[What you are asked to do]:
From the line containing "pub fn sample_at(keypoints: &[Keypoint], time: f32)" to the last line below, retype everything word for word.

__________

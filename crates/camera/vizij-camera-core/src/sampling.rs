//! Keypoint ordering, validation and segment sampling.
//!
//! Model:
//! - Keypoints are sorted ascending by time (stable, ties keep input order).
//! - A sample time selects the segment [Ki -> K(i+1)] that contains it; times
//!   before the first keypoint use the first segment and times after the last
//!   keypoint use the last segment.
//! - The local parameter is clamped to [0,1], so out-of-range times hold the
//!   boundary pose. Zero-length segments sample at u = 0.

use std::cmp::Ordering;

use crate::data::Keypoint;
use crate::error::CameraError;
use crate::interp::functions::{lerp_vec3, Vec3};

/// Minimum number of keypoints needed to form a segment.
pub const MIN_KEYPOINTS: usize = 2;

/// Stable sort by time. `-0.0` and `0.0` compare equal and keep input order.
pub fn sort_keypoints(keypoints: &mut [Keypoint]) {
    keypoints.sort_by(|a, b| a.time.partial_cmp(&b.time).unwrap_or(Ordering::Equal));
}

/// Check count and per-keypoint sanity; does not check ordering.
pub fn validate_keypoints(keypoints: &[Keypoint]) -> Result<(), CameraError> {
    if keypoints.len() < MIN_KEYPOINTS {
        return Err(CameraError::invalid(format!(
            "At least {MIN_KEYPOINTS} keypoints are required (got {})",
            keypoints.len()
        )));
    }
    keypoints.iter().try_for_each(Keypoint::validate)
}

/// Validate and return a time-sorted copy.
pub fn prepare_keypoints(keypoints: &[Keypoint]) -> Result<Vec<Keypoint>, CameraError> {
    validate_keypoints(keypoints)?;
    let mut sorted = keypoints.to_vec();
    sort_keypoints(&mut sorted);
    Ok(sorted)
}

/// Find the segment (i, i+1) for `time` and the local parameter u in [0,1].
/// `keypoints` must be sorted and hold at least two entries.
pub fn find_segment(keypoints: &[Keypoint], time: f32) -> (usize, usize, f32) {
    let n = keypoints.len();
    debug_assert!(n >= MIN_KEYPOINTS);

    // Linear scan; keypoint counts stay in the tens.
    let mut i0 = n - 2;
    if time < keypoints[0].time {
        i0 = 0;
    } else {
        for i in 0..(n - 1) {
            if time >= keypoints[i].time && time <= keypoints[i + 1].time {
                i0 = i;
                break;
            }
        }
    }

    let t0 = keypoints[i0].time;
    let t1 = keypoints[i0 + 1].time;
    let span = t1 - t0;
    let u = if span > 0.0 {
        ((time - t0) / span).clamp(0.0, 1.0)
    } else {
        0.0
    };
    (i0, i0 + 1, u)
}

/// Interpolated (position, target) at `time`.
/// `keypoints` must be sorted and hold at least two entries.
pub fn sample_pose(keypoints: &[Keypoint], time: f32) -> (Vec3, Vec3) {
    let (i0, i1, u) = find_segment(keypoints, time);
    let left = &keypoints[i0];
    let right = &keypoints[i1];
    (
        lerp_vec3(left.position, right.position, u),
        lerp_vec3(left.target, right.target, u),
    )
}

/// Checked variant of [`sample_pose`] that sorts and validates its input first.
pub fn sample_at(keypoints: &[Keypoint], time: f32) -> Result<(Vec3, Vec3), CameraError> {
    if !time.is_finite() {
        return Err(CameraError::invalid(format!(
            "Sample time must be finite (got {time})"
        )));
    }
    let sorted = prepare_keypoints(keypoints)?;
    Ok(sample_pose(&sorted, time))
}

__________

[Result for this exercise]:
pub fn sample_at(keypoints: &[Keypoint], time: f32) -> Result<(Vec3, Vec3), CameraError> {
    if !time.is_finite() {
        return Err(CameraError::invalid(format!(
            "Sample time must be finite (got {time})"
        )));
    }
    let sorted = prepare_keypoints(keypoints)?;
    Ok(sample_pose(&sorted, time))
}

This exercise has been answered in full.